CHP Genel Başkanı Kılıçdaroğlu gazileri ziyaret etti

CHP Genel Başkanı Kemal Kılıçdaroğlu, CHP'nin bir ittifak arayışı ve çağrısı olmadığını belirterek, ''Bizim düşüncemiz CHP'nin tek başına iktidar olması için halka gitmek, halkla kucaklaşmak'' dedi.

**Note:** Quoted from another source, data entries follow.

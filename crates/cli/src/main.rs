use anyhow::{Context, Result};
use clap::{Parser, Subcommand};
use std::path::PathBuf;
use timeline::{format_clock, format_precise, ClipSource, LayoutConfig, TimelineEngine};
use tracing::{info, warn};

mod script;
mod source;

use source::{JsonClipSource, MockClipSource};

#[derive(Parser)]
#[command(name = "clipline")]
#[command(about = "Clipline - headless timeline layout from matched clips")]
#[command(version)]
struct Cli {
    #[command(subcommand)]
    command: Commands,

    #[arg(short, long, global = true)]
    verbose: bool,
}

#[derive(Subcommand)]
enum Commands {
    /// Seed a timeline from matched clips and print the layout
    Inspect {
        /// JSON array of matched clips
        #[arg(short, long)]
        clips: PathBuf,

        /// Layout configuration (JSON)
        #[arg(long)]
        config: Option<PathBuf>,

        /// Fit the timeline into this many pixels
        #[arg(long)]
        viewport: Option<f64>,

        /// Print the layout snapshot as JSON
        #[arg(long)]
        json: bool,
    },

    /// Replay recorded host events against a seeded timeline
    Replay {
        /// JSON array of matched clips
        #[arg(short, long)]
        clips: PathBuf,

        /// JSON array of host events
        #[arg(short, long)]
        script: PathBuf,

        /// Layout configuration (JSON)
        #[arg(long)]
        config: Option<PathBuf>,

        /// Print the layout snapshot as JSON
        #[arg(long)]
        json: bool,
    },

    /// Lay out generated mock clips
    Demo {
        /// Number of clips
        #[arg(long, default_value = "6")]
        count: usize,

        /// Random seed
        #[arg(long, default_value = "7")]
        seed: u64,

        /// Print the layout snapshot as JSON
        #[arg(long)]
        json: bool,
    },

    /// Print the default layout configuration
    Config,
}

fn main() -> Result<()> {
    let cli = Cli::parse();

    // Initialize logging
    let level = if cli.verbose {
        tracing::Level::DEBUG
    } else {
        tracing::Level::INFO
    };

    tracing_subscriber::fmt()
        .with_max_level(level)
        .with_writer(std::io::stderr)
        .init();

    match cli.command {
        Commands::Inspect {
            clips,
            config,
            viewport,
            json,
        } => inspect_command(clips, config, viewport, json),
        Commands::Replay {
            clips,
            script,
            config,
            json,
        } => replay_command(clips, script, config, json),
        Commands::Demo { count, seed, json } => demo_command(count, seed, json),
        Commands::Config => config_command(),
    }
}

fn inspect_command(
    clips_path: PathBuf,
    config_path: Option<PathBuf>,
    viewport: Option<f64>,
    json: bool,
) -> Result<()> {
    let mut engine = TimelineEngine::new(load_config(config_path)?);
    let source = JsonClipSource::load(&clips_path)?;
    engine.seed_from(&source);

    if let Some(width) = viewport {
        engine.fit_to_view(width);
    }
    print_layout(&engine, json)
}

fn replay_command(
    clips_path: PathBuf,
    script_path: PathBuf,
    config_path: Option<PathBuf>,
    json: bool,
) -> Result<()> {
    let mut engine = TimelineEngine::new(load_config(config_path)?);
    let source = JsonClipSource::load(&clips_path)?;
    engine.seed_from(&source);

    let events = script::load_script(&script_path)?;
    info!("Replaying {} events from {:?}", events.len(), script_path);
    let report = script::replay(&mut engine, &events);
    if engine.drag_session().is_some() {
        warn!("Script ended with a gesture still active; committing it");
        engine.end_gesture();
    }
    info!(
        "Replay completed: {} applied, {} rejected",
        report.applied, report.rejected
    );
    print_layout(&engine, json)
}

fn demo_command(count: usize, seed: u64, json: bool) -> Result<()> {
    let source = MockClipSource::new(count, seed);
    let mut engine = TimelineEngine::default();
    engine.seed(&source.matched_clips());
    print_layout(&engine, json)
}

fn config_command() -> Result<()> {
    let config = LayoutConfig::default();
    println!("{}", serde_json::to_string_pretty(&config)?);
    Ok(())
}

fn load_config(path: Option<PathBuf>) -> Result<LayoutConfig> {
    match path {
        Some(path) => LayoutConfig::load(&path)
            .with_context(|| format!("loading layout config {}", path.display())),
        None => Ok(LayoutConfig::default()),
    }
}

fn print_layout(engine: &TimelineEngine, json: bool) -> Result<()> {
    let snapshot = engine.snapshot();
    if json {
        println!("{}", serde_json::to_string_pretty(&snapshot)?);
        return Ok(());
    }

    println!(
        "Timeline {} at {:.2} px/s, playhead {}{}",
        format_precise(snapshot.total_duration),
        snapshot.zoom,
        format_precise(snapshot.playhead),
        if snapshot.playing { " (playing)" } else { "" }
    );
    for track in &snapshot.tracks {
        let mut tags = vec![track.category.to_string()];
        if track.flags.muted {
            tags.push("muted".to_string());
        }
        if track.flags.solo {
            tags.push("solo".to_string());
        }
        if track.flags.locked {
            tags.push("locked".to_string());
        }
        println!("{} [{}]", track.name, tags.join(", "));
        for placement in &track.placements {
            println!(
                "  {:<16} {:<24} {} -> {}  x={:.1} w={:.1}",
                placement.clip_id,
                placement.name,
                format_precise(placement.start),
                format_precise(placement.end),
                placement.x,
                placement.width
            );
        }
    }

    let labels: Vec<String> = engine
        .ruler()
        .iter()
        .map(|tick| format_clock(tick.time))
        .collect();
    println!("Ruler: {}", labels.join(" "));
    Ok(())
}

CHP Genel Başkanı Kılıçdaroğlu gazileri ziyaret etti
Bilkent'teki Türk Silahlı Kuvvetleri Rehabilitasyon ve Bakım Merkezi'nde gazilerle bayramlaşan Kılıçdaroğlu, çıkışta gazetecilerin sorularını cevaplandırdı. ''Solda ittifak çağrıları var, CHP olarak siz bu çağrıları nasıl değerlendiriyorsunuz?'' şeklindeki soru üzerine Kılıçdaroğlu, "CHP olarak bizim görüşümüz belli biz tek başına iktidar olmak istiyoruz. Herhangi bir ittifak arayışımız da yok. Bir çağrımız da yok. Siyasi partiler çağrı yapabilirler, bunlara saygı göstereceğiz, onlar kendi düşüncelerini aktarabilir. Ama bizim düşüncemiz, CHP'nin tek başına iktidar olması için halka gitmek, halk ile kucaklaşmak. Söylemlerimizi toplumun kılcal damarlarına aktarmak, bizim amacımız bu. 'Sayın Başbakan demiyor muydu 'Siz Sivas'ın öte tarafına geçemiyorsunuz' diye. Her tarafına gidiyoruz. Eğer birileri Sivas'ın öte tarafına geçemiyorsa bu ülkede, önce Sayın Başbakan'ın dönüp kendisine sorması lazım. Neden bu ülke bu hale geldi diye'' dedi.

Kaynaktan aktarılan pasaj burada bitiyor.